His travels all over the world incited him to recount his experiences and adventures, the most famous works being L'Usage du monde and Le Poisson-scorpion. His work is marked by a commitment to report what he sees and feels, shorn of any pretence of omniscience, leading often to an intimacy bordering on the mystical. His journey from Geneva to Japan was in many ways prescient of the great eastward wave of hippies that occurred in the sixties and seventies - slow, meandering progress in a small, iconic car, carefully guarded idiosyncrasy, a rite of passage. Yet, it differs in that the travelogues this journey inspired contain deep reflections on man's intimate nature, written in a style very much aware and appreciative of the traditions and possibilities of the language he uses. (He wrote mainly in French, though he does mention writing a series of travel articles in English for a local journal during his stay in Ceylon.)
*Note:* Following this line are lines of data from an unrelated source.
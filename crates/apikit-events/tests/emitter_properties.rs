//! Property-based tests for event dispatch

use std::sync::Arc;

use apikit_events::EventEmitter;
use parking_lot::Mutex;
use proptest::prelude::*;

proptest! {
    /// Every listener runs once per emit, in registration order, whatever fails
    #[test]
    fn prop_failures_never_skip_listeners(failing in proptest::collection::vec(any::<bool>(), 0..20)) {
        let emitter = EventEmitter::<&'static str, u32>::new();
        let calls = Arc::new(Mutex::new(Vec::new()));

        for (index, fails) in failing.iter().copied().enumerate() {
            let calls = calls.clone();
            emitter.on("tick", move |_: &u32| {
                calls.lock().push(index);
                if fails {
                    Err(format!("listener {index} failed"))
                } else {
                    Ok(())
                }
            });
        }

        let report = emitter.emit(&"tick", &1);

        let expected: Vec<usize> = (0..failing.len()).collect();
        prop_assert_eq!(calls.lock().clone(), expected);
        prop_assert_eq!(report.invoked, failing.len());
        prop_assert_eq!(report.failed(), failing.iter().filter(|f| **f).count());
    }

    /// Once listeners fire on the first emit only
    #[test]
    fn prop_once_listeners_fire_once(persistent in 0usize..6, once in 0usize..6, emits in 1usize..5) {
        let emitter = EventEmitter::<u8, ()>::new();
        let count = Arc::new(Mutex::new(0usize));

        for _ in 0..persistent {
            let count = count.clone();
            emitter.on(0, move |_: &()| *count.lock() += 1);
        }
        for _ in 0..once {
            let count = count.clone();
            emitter.once(0, move |_: &()| *count.lock() += 1);
        }

        for _ in 0..emits {
            emitter.emit(&0, &());
        }

        prop_assert_eq!(*count.lock(), persistent * emits + once);
        prop_assert_eq!(emitter.listener_count(&0), persistent);
    }
}
//! Error types for listener failures

use thiserror::Error;

/// Boxed error a listener may return
pub type BoxError = Box<dyn std::error::Error + Send + Sync>;

/// Why a listener did not complete
#[derive(Debug, Error)]
pub enum ListenerError {
    /// The listener returned an error
    #[error("listener failed: {0}")]
    Failed(#[source] BoxError),

    /// The listener panicked; the payload message when it was a string
    #[error("listener panicked: {0}")]
    Panicked(String),
}

impl ListenerError {
    pub(crate) fn from_panic(payload: Box<dyn std::any::Any + Send>) -> Self {
        let message = payload
            .downcast_ref::<&str>()
            .map(|s| s.to_string())
            .or_else(|| payload.downcast_ref::<String>().cloned())
            .unwrap_or_else(|| "non-string panic payload".to_string());
        Self::Panicked(message)
    }
}
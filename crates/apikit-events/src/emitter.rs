//! Keyed listener registry and synchronous dispatch

use std::{
    collections::HashMap,
    fmt,
    hash::Hash,
    panic::{self, AssertUnwindSafe},
    sync::{
        atomic::{AtomicU64, Ordering},
        Arc,
    },
};

use parking_lot::RwLock;
use tracing::{debug, error};

use crate::error::{BoxError, ListenerError};

/// Handle returned on registration, used to remove a listener again
#[derive(Debug, Clone, Copy, PartialEq, Eq, Hash, PartialOrd, Ord)]
pub struct ListenerId(u64);

impl fmt::Display for ListenerId {
    fn fmt(&self, f: &mut fmt::Formatter<'_>) -> fmt::Result {
        write!(f, "listener-{}", self.0)
    }
}

/// Return types accepted from listeners
///
/// Plain `()` listeners never fail; `Result` listeners fail on `Err`.
pub trait ListenerOutcome {
    fn into_result(self) -> Result<(), BoxError>;
}

impl ListenerOutcome for () {
    fn into_result(self) -> Result<(), BoxError> {
        Ok(())
    }
}

impl<E: Into<BoxError>> ListenerOutcome for Result<(), E> {
    fn into_result(self) -> Result<(), BoxError> {
        self.map_err(Into::into)
    }
}

type Callback<P> = Arc<dyn Fn(&P) -> Result<(), BoxError> + Send + Sync>;

struct Entry<P> {
    id: ListenerId,
    callback: Callback<P>,
    once: bool,
}

impl<P> Clone for Entry<P> {
    fn clone(&self) -> Self {
        Self {
            id: self.id,
            callback: Arc::clone(&self.callback),
            once: self.once,
        }
    }
}

/// A listener that did not complete during an emit
#[derive(Debug)]
pub struct ListenerFailure {
    pub listener: ListenerId,
    pub error: ListenerError,
}

/// Outcome of one [`EventEmitter::emit`] call
#[derive(Debug, Default)]
pub struct EmitReport {
    /// Listeners called, including the ones that failed
    pub invoked: usize,
    pub failures: Vec<ListenerFailure>,
}

impl EmitReport {
    pub fn failed(&self) -> usize {
        self.failures.len()
    }

    pub fn succeeded(&self) -> usize {
        self.invoked - self.failures.len()
    }

    /// `true` when every invoked listener completed
    pub fn is_clean(&self) -> bool {
        self.failures.is_empty()
    }
}

/// Typed event emitter
///
/// Maps event keys (usually an enum) to an ordered list of listeners that
/// receive a shared reference to the payload. Listeners run synchronously in
/// registration order. A listener that returns an error or panics is logged
/// and reported, and the remaining listeners still run.
///
/// Listeners may register or remove listeners from inside a callback; such
/// changes apply from the next `emit`.
pub struct EventEmitter<K, P> {
    listeners: RwLock<HashMap<K, Vec<Entry<P>>>>,
    next_id: AtomicU64,
}

impl<K, P> Default for EventEmitter<K, P>
where
    K: Eq + Hash + Clone + fmt::Debug,
    P: 'static,
{
    fn default() -> Self {
        Self::new()
    }
}

impl<K, P> fmt::Debug for EventEmitter<K, P>
where
    K: fmt::Debug,
{
    fn fmt(&self, f: &mut fmt::Formatter<'_>) -> fmt::Result {
        let listeners = self.listeners.read();
        f.debug_struct("EventEmitter")
            .field("events", &listeners.keys().collect::<Vec<_>>())
            .field("listeners", &listeners.values().map(Vec::len).sum::<usize>())
            .finish()
    }
}

impl<K, P> EventEmitter<K, P>
where
    K: Eq + Hash + Clone + fmt::Debug,
    P: 'static,
{
    pub fn new() -> Self {
        Self {
            listeners: RwLock::new(HashMap::new()),
            next_id: AtomicU64::new(1),
        }
    }

    /// Register a listener for every future emit of `key`
    pub fn on<F, R>(&self, key: K, listener: F) -> ListenerId
    where
        F: Fn(&P) -> R + Send + Sync + 'static,
        R: ListenerOutcome,
    {
        self.register(key, listener, false)
    }

    /// Register a listener removed after its first invocation
    pub fn once<F, R>(&self, key: K, listener: F) -> ListenerId
    where
        F: Fn(&P) -> R + Send + Sync + 'static,
        R: ListenerOutcome,
    {
        self.register(key, listener, true)
    }

    /// Remove one listener; returns whether it was registered under `key`
    pub fn off(&self, key: &K, id: ListenerId) -> bool {
        let mut listeners = self.listeners.write();
        let Some(entries) = listeners.get_mut(key) else {
            return false;
        };

        let before = entries.len();
        entries.retain(|entry| entry.id != id);
        let removed = entries.len() != before;
        if entries.is_empty() {
            listeners.remove(key);
        }

        debug!(event = ?key, listener = %id, removed, "Removed listener");
        removed
    }

    /// Call every listener registered for `key` with `payload`
    pub fn emit(&self, key: &K, payload: &P) -> EmitReport {
        let snapshot = {
            let mut listeners = self.listeners.write();
            let Some(entries) = listeners.get_mut(key) else {
                debug!(event = ?key, "No listeners registered for event");
                return EmitReport::default();
            };

            let snapshot = entries.clone();
            entries.retain(|entry| !entry.once);
            if entries.is_empty() {
                listeners.remove(key);
            }
            snapshot
        };

        debug!(event = ?key, listener_count = snapshot.len(), "Emitting event");

        let mut report = EmitReport::default();
        for entry in snapshot {
            report.invoked += 1;

            let outcome = panic::catch_unwind(AssertUnwindSafe(|| (entry.callback)(payload)));
            let failure = match outcome {
                Ok(Ok(())) => continue,
                Ok(Err(e)) => ListenerError::Failed(e),
                Err(panic) => ListenerError::from_panic(panic),
            };

            error!(
                event = ?key,
                listener = %entry.id,
                error = %failure,
                "Listener failed"
            );
            report.failures.push(ListenerFailure {
                listener: entry.id,
                error: failure,
            });
        }

        report
    }

    pub fn listener_count(&self, key: &K) -> usize {
        self.listeners.read().get(key).map_or(0, Vec::len)
    }

    /// Keys that currently have at least one listener
    pub fn event_keys(&self) -> Vec<K> {
        self.listeners.read().keys().cloned().collect()
    }

    /// Remove the listeners of `key`, or of every key when `None`
    ///
    /// Returns the number of listeners removed.
    pub fn remove_all(&self, key: Option<&K>) -> usize {
        let mut listeners = self.listeners.write();
        let removed = match key {
            Some(key) => listeners.remove(key).map_or(0, |entries| entries.len()),
            None => listeners.drain().map(|(_, entries)| entries.len()).sum(),
        };

        debug!(event = ?key, removed, "Removed listeners");
        removed
    }

    fn register<F, R>(&self, key: K, listener: F, once: bool) -> ListenerId
    where
        F: Fn(&P) -> R + Send + Sync + 'static,
        R: ListenerOutcome,
    {
        let id = ListenerId(self.next_id.fetch_add(1, Ordering::Relaxed));
        let callback: Callback<P> = Arc::new(move |payload: &P| listener(payload).into_result());

        debug!(event = ?key, listener = %id, once, "Registered listener");
        self.listeners
            .write()
            .entry(key)
            .or_default()
            .push(Entry { id, callback, once });
        id
    }
}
"To reach the heart of this man, one must return to the slim volume that contains all his poems," wrote Bertial Galand, Bouvier's editor. The work in question is Le dehors et le dedans, a collection of texts written for the most part on the road and published for the first time in 1982. This is the only book of poetry by Bouvier, who nevertheless said in an interview, "Poetry is more necessary to me than prose because it is extremely direct, brutal - full-contact!"
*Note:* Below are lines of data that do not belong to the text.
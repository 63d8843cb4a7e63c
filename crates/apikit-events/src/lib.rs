//! Typed in-process event emitter
//!
//! ```rust,ignore
//! #[derive(Debug, Clone, PartialEq, Eq, Hash)]
//! enum Event { Saved, Deleted }
//!
//! let emitter = EventEmitter::<Event, Document>::new();
//! emitter.on(Event::Saved, |doc: &Document| println!("saved {}", doc.id));
//! let report = emitter.emit(&Event::Saved, &doc);
//! assert!(report.is_clean());
//! ```

pub mod emitter;
pub mod error;

pub use emitter::{EmitReport, EventEmitter, ListenerFailure, ListenerId, ListenerOutcome};
pub use error::{BoxError, ListenerError};
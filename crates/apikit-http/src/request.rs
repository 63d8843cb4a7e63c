//! Request descriptor and its building blocks

use std::{collections::BTreeMap, fmt, time::Duration};

use serde::{Deserialize, Serialize};

/// HTTP method supported by the client
#[derive(Debug, Clone, Copy, PartialEq, Eq, Hash, Serialize, Deserialize)]
#[serde(rename_all = "UPPERCASE")]
pub enum Method {
    Get,
    Post,
    Put,
    Delete,
    Patch,
}

impl Method {
    pub fn as_str(&self) -> &'static str {
        match self {
            Method::Get => "GET",
            Method::Post => "POST",
            Method::Put => "PUT",
            Method::Delete => "DELETE",
            Method::Patch => "PATCH",
        }
    }
}

impl fmt::Display for Method {
    fn fmt(&self, f: &mut fmt::Formatter<'_>) -> fmt::Result {
        f.write_str(self.as_str())
    }
}

impl From<Method> for reqwest::Method {
    fn from(method: Method) -> Self {
        match method {
            Method::Get => reqwest::Method::GET,
            Method::Post => reqwest::Method::POST,
            Method::Put => reqwest::Method::PUT,
            Method::Delete => reqwest::Method::DELETE,
            Method::Patch => reqwest::Method::PATCH,
        }
    }
}

/// Case-insensitive header map
///
/// Names are stored lowercase, so `Authorization` and `authorization` are the
/// same entry and a later insert replaces an earlier one.
#[derive(Debug, Clone, Default, PartialEq, Eq, Serialize, Deserialize)]
#[serde(from = "BTreeMap<String, String>")]
pub struct Headers(BTreeMap<String, String>);

impl Headers {
    pub fn new() -> Self {
        Self::default()
    }

    /// Insert a header, returning the previous value for that name
    pub fn insert(&mut self, name: impl Into<String>, value: impl Into<String>) -> Option<String> {
        self.0.insert(name.into().to_ascii_lowercase(), value.into())
    }

    pub fn get(&self, name: &str) -> Option<&str> {
        self.0.get(&name.to_ascii_lowercase()).map(String::as_str)
    }

    pub fn contains(&self, name: &str) -> bool {
        self.0.contains_key(&name.to_ascii_lowercase())
    }

    pub fn remove(&mut self, name: &str) -> Option<String> {
        self.0.remove(&name.to_ascii_lowercase())
    }

    pub fn len(&self) -> usize {
        self.0.len()
    }

    pub fn is_empty(&self) -> bool {
        self.0.is_empty()
    }

    pub fn iter(&self) -> impl Iterator<Item = (&str, &str)> {
        self.0.iter().map(|(k, v)| (k.as_str(), v.as_str()))
    }

    /// Overlay `other` on top of `self`; entries of `other` win on collision
    pub fn merged_with(&self, other: &Headers) -> Headers {
        let mut merged = self.clone();
        for (name, value) in other.iter() {
            merged.insert(name, value);
        }
        merged
    }
}

impl From<BTreeMap<String, String>> for Headers {
    fn from(map: BTreeMap<String, String>) -> Self {
        map.into_iter().collect()
    }
}

impl<K: Into<String>, V: Into<String>> FromIterator<(K, V)> for Headers {
    fn from_iter<T: IntoIterator<Item = (K, V)>>(iter: T) -> Self {
        let mut headers = Headers::new();
        for (name, value) in iter {
            headers.insert(name, value);
        }
        headers
    }
}

/// Query parameter value
#[derive(Debug, Clone, PartialEq)]
pub enum QueryValue {
    String(String),
    Integer(i64),
    Float(f64),
    Bool(bool),
}

impl fmt::Display for QueryValue {
    fn fmt(&self, f: &mut fmt::Formatter<'_>) -> fmt::Result {
        match self {
            QueryValue::String(s) => f.write_str(s),
            QueryValue::Integer(n) => write!(f, "{n}"),
            QueryValue::Float(n) => write!(f, "{n}"),
            QueryValue::Bool(b) => write!(f, "{b}"),
        }
    }
}

impl From<&str> for QueryValue {
    fn from(value: &str) -> Self {
        QueryValue::String(value.to_string())
    }
}

impl From<String> for QueryValue {
    fn from(value: String) -> Self {
        QueryValue::String(value)
    }
}

impl From<i64> for QueryValue {
    fn from(value: i64) -> Self {
        QueryValue::Integer(value)
    }
}

impl From<i32> for QueryValue {
    fn from(value: i32) -> Self {
        QueryValue::Integer(i64::from(value))
    }
}

impl From<u32> for QueryValue {
    fn from(value: u32) -> Self {
        QueryValue::Integer(i64::from(value))
    }
}

impl From<f64> for QueryValue {
    fn from(value: f64) -> Self {
        QueryValue::Float(value)
    }
}

impl From<bool> for QueryValue {
    fn from(value: bool) -> Self {
        QueryValue::Bool(value)
    }
}

/// Ordered query parameters
///
/// Serialization follows insertion order. Re-inserting a key replaces its
/// value but keeps its original position.
#[derive(Debug, Clone, Default, PartialEq)]
pub struct QueryParams(Vec<(String, QueryValue)>);

impl QueryParams {
    pub fn new() -> Self {
        Self::default()
    }

    /// Builder-style insert
    pub fn with(mut self, key: impl Into<String>, value: impl Into<QueryValue>) -> Self {
        self.insert(key, value);
        self
    }

    pub fn insert(&mut self, key: impl Into<String>, value: impl Into<QueryValue>) {
        let key = key.into();
        let value = value.into();
        match self.0.iter_mut().find(|(k, _)| *k == key) {
            Some(entry) => entry.1 = value,
            None => self.0.push((key, value)),
        }
    }

    pub fn get(&self, key: &str) -> Option<&QueryValue> {
        self.0.iter().find(|(k, _)| k == key).map(|(_, v)| v)
    }

    pub fn is_empty(&self) -> bool {
        self.0.is_empty()
    }

    pub fn len(&self) -> usize {
        self.0.len()
    }

    pub fn iter(&self) -> impl Iterator<Item = (&str, &QueryValue)> {
        self.0.iter().map(|(k, v)| (k.as_str(), v))
    }

    /// Percent-encode as `k1=v1&k2=v2`
    pub fn to_query_string(&self) -> String {
        self.0
            .iter()
            .map(|(k, v)| {
                format!(
                    "{}={}",
                    urlencoding::encode(k),
                    urlencoding::encode(&v.to_string())
                )
            })
            .collect::<Vec<_>>()
            .join("&")
    }
}

impl<K: Into<String>, V: Into<QueryValue>> FromIterator<(K, V)> for QueryParams {
    fn from_iter<T: IntoIterator<Item = (K, V)>>(iter: T) -> Self {
        let mut params = QueryParams::new();
        for (key, value) in iter {
            params.insert(key, value);
        }
        params
    }
}

/// A logical request before it is resolved against the client configuration
///
/// Interceptors take a descriptor by value and hand back a new one.
#[derive(Debug, Clone, PartialEq)]
pub struct RequestDescriptor {
    pub method: Method,
    /// Absolute URL or path relative to the base URL
    pub url: String,
    /// Per-request headers, override the configured defaults
    pub headers: Headers,
    pub body: Option<serde_json::Value>,
    pub params: Option<QueryParams>,
    /// Overrides the configured timeout
    pub timeout: Option<Duration>,
}

impl RequestDescriptor {
    pub fn new(method: Method, url: impl Into<String>) -> Self {
        Self {
            method,
            url: url.into(),
            headers: Headers::new(),
            body: None,
            params: None,
            timeout: None,
        }
    }

    pub fn with_header(mut self, name: impl Into<String>, value: impl Into<String>) -> Self {
        self.headers.insert(name, value);
        self
    }

    pub fn with_body(mut self, body: serde_json::Value) -> Self {
        self.body = Some(body);
        self
    }

    pub fn with_params(mut self, params: QueryParams) -> Self {
        self.params = Some(params);
        self
    }

    pub fn with_timeout(mut self, timeout: Duration) -> Self {
        self.timeout = Some(timeout);
        self
    }
}

#[cfg(test)]
mod tests {
    use super::*;

    #[test]
    fn test_headers_are_case_insensitive() {
        let mut headers = Headers::new();
        headers.insert("Content-Type", "text/plain");
        assert_eq!(headers.get("content-type"), Some("text/plain"));
        assert!(headers.contains("CONTENT-TYPE"));

        let previous = headers.insert("content-type", "application/json");
        assert_eq!(previous.as_deref(), Some("text/plain"));
        assert_eq!(headers.len(), 1);
    }

    #[test]
    fn test_headers_merge_prefers_overrides() {
        let defaults: Headers = [("Accept", "text/html"), ("X-Trace", "on")].into_iter().collect();
        let overrides: Headers = [("accept", "application/json")].into_iter().collect();

        let merged = defaults.merged_with(&overrides);
        assert_eq!(merged.get("Accept"), Some("application/json"));
        assert_eq!(merged.get("x-trace"), Some("on"));
    }

    #[test]
    fn test_query_string_encoding_and_order() {
        let params = QueryParams::new()
            .with("q", "hello world")
            .with("ok", true)
            .with("page", 2)
            .with("ratio", 0.5);

        assert_eq!(params.to_query_string(), "q=hello%20world&ok=true&page=2&ratio=0.5");
    }

    #[test]
    fn test_query_reinsert_keeps_position() {
        let mut params = QueryParams::new().with("a", 1).with("b", 2);
        params.insert("a", "x&y");

        assert_eq!(params.len(), 2);
        assert_eq!(params.to_query_string(), "a=x%26y&b=2");
    }

    #[test]
    fn test_descriptor_builders() {
        let descriptor = RequestDescriptor::new(Method::Post, "/users")
            .with_header("X-Id", "1")
            .with_body(serde_json::json!({"name": "Ada"}))
            .with_timeout(Duration::from_secs(2));

        assert_eq!(descriptor.method, Method::Post);
        assert_eq!(descriptor.headers.get("x-id"), Some("1"));
        assert!(descriptor.body.is_some());
        assert_eq!(descriptor.timeout, Some(Duration::from_secs(2)));
        assert!(descriptor.params.is_none());
    }

    #[test]
    fn test_method_display() {
        assert_eq!(Method::Patch.to_string(), "PATCH");
        assert_eq!(reqwest::Method::from(Method::Delete), reqwest::Method::DELETE);
    }
}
At the end of the 1950s, the World Health Organisation asked him to find images on the eye and its diseases. Thus Bouvier discovered, "through the chances of life", his profession of "image searcher," which perhaps appealed to him because "images, like music, speak a universal language," as suggested by Pierre Starobinski in his preface to Le Corps, miroir du Monde - voyage dans le musée imaginaire de Nicolas Bouvier. Another posthumous work, Entre errance et éternité, offers a poetic look at the mountains of the world. The iconographer commented on some of his finds in a series of articles for Le Temps stratégique, collected together as Histoires d'une image.
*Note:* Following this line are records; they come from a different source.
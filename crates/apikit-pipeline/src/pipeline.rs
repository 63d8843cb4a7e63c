//! Persistent, typed chain of transformation steps

use std::{fmt, future::Future, panic::AssertUnwindSafe, sync::Arc};

use futures::{
    future::{BoxFuture, FutureExt},
    stream::{self, StreamExt},
};
use tracing::{debug, info, warn};

use crate::{
    error::{BoxError, StepError},
    result::{FailedRecord, PipelineResult},
};

/// Failure of one record, tagged with the step that raised it
struct StepFailure {
    step: Arc<str>,
    error: StepError,
}

type Runner<I, O> = Arc<dyn Fn(I) -> BoxFuture<'static, Result<O, StepFailure>> + Send + Sync>;

/// Ordered sequence of named steps turning `I` records into `O` records
///
/// Pipelines are immutable values. Every `transform*` call returns a new
/// pipeline sharing the existing steps, so a partially built pipeline can be
/// extended in several directions without the branches affecting each other.
///
/// ```rust,ignore
/// let parse = Pipeline::<String>::new()
///     .transform_named("parse", |line: String| line.trim().parse::<i64>());
/// let doubled = parse.transform_named("double", |n: i64| Ok::<_, String>(n * 2));
///
/// let result = doubled.execute(vec!["1".into(), "x".into(), "3".into()]).await;
/// assert_eq!(result.successful, vec![2, 6]);
/// assert_eq!(result.failed[0].step, "parse");
/// ```
pub struct Pipeline<I, O = I> {
    runner: Runner<I, O>,
    step_names: Arc<Vec<String>>,
}

impl<I> Pipeline<I, I>
where
    I: Send + 'static,
{
    /// Pipeline with no steps; every record passes through unchanged
    pub fn new() -> Self {
        Self {
            runner: Arc::new(|record| -> BoxFuture<'static, Result<I, StepFailure>> {
                Box::pin(async move { Ok(record) })
            }),
            step_names: Arc::new(Vec::new()),
        }
    }
}

impl<I> Default for Pipeline<I, I>
where
    I: Send + 'static,
{
    fn default() -> Self {
        Self::new()
    }
}

impl<I, O> Clone for Pipeline<I, O> {
    fn clone(&self) -> Self {
        Self {
            runner: Arc::clone(&self.runner),
            step_names: Arc::clone(&self.step_names),
        }
    }
}

impl<I, O> fmt::Debug for Pipeline<I, O> {
    fn fmt(&self, f: &mut fmt::Formatter<'_>) -> fmt::Result {
        f.debug_struct("Pipeline")
            .field("steps", &self.step_names)
            .finish()
    }
}

impl<I, O> Pipeline<I, O>
where
    I: Clone + Send + 'static,
    O: Send + 'static,
{
    /// Number of steps
    pub fn len(&self) -> usize {
        self.step_names.len()
    }

    pub fn is_empty(&self) -> bool {
        self.step_names.is_empty()
    }

    /// Step names in execution order
    pub fn step_names(&self) -> &[String] {
        &self.step_names
    }

    /// Append a synchronous step labelled by its position (`step_<n>`)
    pub fn transform<N, E, F>(&self, f: F) -> Pipeline<I, N>
    where
        N: Send + 'static,
        E: Into<BoxError> + Send + 'static,
        F: Fn(O) -> Result<N, E> + Send + Sync + 'static,
    {
        let name = self.positional_name();
        self.transform_named(name, f)
    }

    /// Append a named synchronous step
    pub fn transform_named<N, E, F>(&self, name: impl Into<String>, f: F) -> Pipeline<I, N>
    where
        N: Send + 'static,
        E: Into<BoxError> + Send + 'static,
        F: Fn(O) -> Result<N, E> + Send + Sync + 'static,
    {
        self.transform_async_named(name, move |value| std::future::ready(f(value)))
    }

    /// Append an async step labelled by its position (`step_<n>`)
    pub fn transform_async<N, E, F, Fut>(&self, f: F) -> Pipeline<I, N>
    where
        N: Send + 'static,
        E: Into<BoxError> + Send + 'static,
        F: Fn(O) -> Fut + Send + Sync + 'static,
        Fut: Future<Output = Result<N, E>> + Send + 'static,
    {
        let name = self.positional_name();
        self.transform_async_named(name, f)
    }

    /// Append a named async step
    pub fn transform_async_named<N, E, F, Fut>(
        &self,
        name: impl Into<String>,
        f: F,
    ) -> Pipeline<I, N>
    where
        N: Send + 'static,
        E: Into<BoxError> + Send + 'static,
        F: Fn(O) -> Fut + Send + Sync + 'static,
        Fut: Future<Output = Result<N, E>> + Send + 'static,
    {
        let name = name.into();
        let step: Arc<str> = Arc::from(name.as_str());
        let previous = Arc::clone(&self.runner);
        let f = Arc::new(f);

        let runner: Runner<I, N> = Arc::new(
            move |record| -> BoxFuture<'static, Result<N, StepFailure>> {
                let previous = Arc::clone(&previous);
                let f = Arc::clone(&f);
                let step = Arc::clone(&step);
                Box::pin(async move {
                    let value = match previous(record).await {
                        Ok(value) => value,
                        Err(failure) => return Err(failure),
                    };
                    let outcome = AssertUnwindSafe(async move { f(value).await })
                        .catch_unwind()
                        .await;
                    let error = match outcome {
                        Ok(Ok(next)) => return Ok(next),
                        Ok(Err(e)) => StepError::new(e),
                        Err(panic) => StepError::from_panic(panic),
                    };
                    Err(StepFailure { step, error })
                })
            },
        );

        let mut step_names = Vec::clone(&self.step_names);
        step_names.push(name);

        Pipeline {
            runner,
            step_names: Arc::new(step_names),
        }
    }

    /// Run every record through all steps, one record at a time
    ///
    /// A failing step stops processing of that record only; the record is
    /// reported with its original input and the failing step's name.
    pub async fn execute(&self, records: impl IntoIterator<Item = I>) -> PipelineResult<I, O> {
        let mut outcomes = Vec::new();
        for record in records {
            let original = record.clone();
            outcomes.push((original, (self.runner)(record).await));
        }
        self.collect(outcomes)
    }

    /// Run records concurrently with at most `limit` in flight
    ///
    /// Steps still run in order for each record, and both output lists keep
    /// input order. A `limit` of zero is treated as one.
    pub async fn execute_concurrent(
        &self,
        records: impl IntoIterator<Item = I>,
        limit: usize,
    ) -> PipelineResult<I, O> {
        let outcomes = stream::iter(records)
            .map(|record| {
                let original = record.clone();
                let run = (self.runner)(record);
                async move { (original, run.await) }
            })
            .buffered(limit.max(1))
            .collect::<Vec<_>>()
            .await;

        self.collect(outcomes)
    }

    fn collect(&self, outcomes: Vec<(I, Result<O, StepFailure>)>) -> PipelineResult<I, O> {
        let mut successful = Vec::new();
        let mut failed = Vec::new();

        for (index, (original, outcome)) in outcomes.into_iter().enumerate() {
            match outcome {
                Ok(value) => successful.push(value),
                Err(StepFailure { step, error }) => {
                    warn!(record = index, step = %step, error = %error, "Record failed");
                    failed.push(FailedRecord {
                        original,
                        error,
                        step: step.to_string(),
                    });
                }
            }
        }

        let result = PipelineResult::from_parts(successful, failed);
        info!(
            steps = self.len(),
            total = result.total_count,
            succeeded = result.success_count,
            failed = result.failure_count,
            "Pipeline executed"
        );
        debug!(steps = ?self.step_names, "Pipeline steps");
        result
    }

    fn positional_name(&self) -> String {
        format!("step_{}", self.len() + 1)
    }
}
That Nicolas Bouvier lived in movement does not mean that he did not enjoy himself in Switzerland. Quite the contrary: he was involved in various activities, creating the progressive Gruppe Olten with Frisch and Dürrenmatt, after having left the Swiss Writers Society, which he found too conservative. In L'Echappée Belle, éloge de quelques pérégrins he celebrates a Switzerland "rarely spoken of: a Switzerland in movement, a nomadic Switzerland." The Swiss, sedentary? "You must be joking! In fact, the Swiss are the most nomadic people in Europe. Every sixth Swiss has chosen to live his life abroad." Reasonable? "It remains to be seen! Under the ordered surface, the varnish of the Helvetic 'as it should be,' I sense the passage of great strata of the irrational, a deaf fermentation, so present in the first thrillers of Dürrenmatt, in Fritz Zorn's Mars, a latent violence that, to me, renders this country bizarre and engaging." The traveller-writer, a close friend of Ella Maillart, thus sees in the history of his country "a constant of nomadism, of exile, of quest, of anxiety, a manner of not staying in place that have profoundly marked our mentality and, therefore, our literature. There has been, for two thousand years, a Switzerland, vagabond, pilgrim, often forced on to the road by poverty, and of which we speak all too rarely."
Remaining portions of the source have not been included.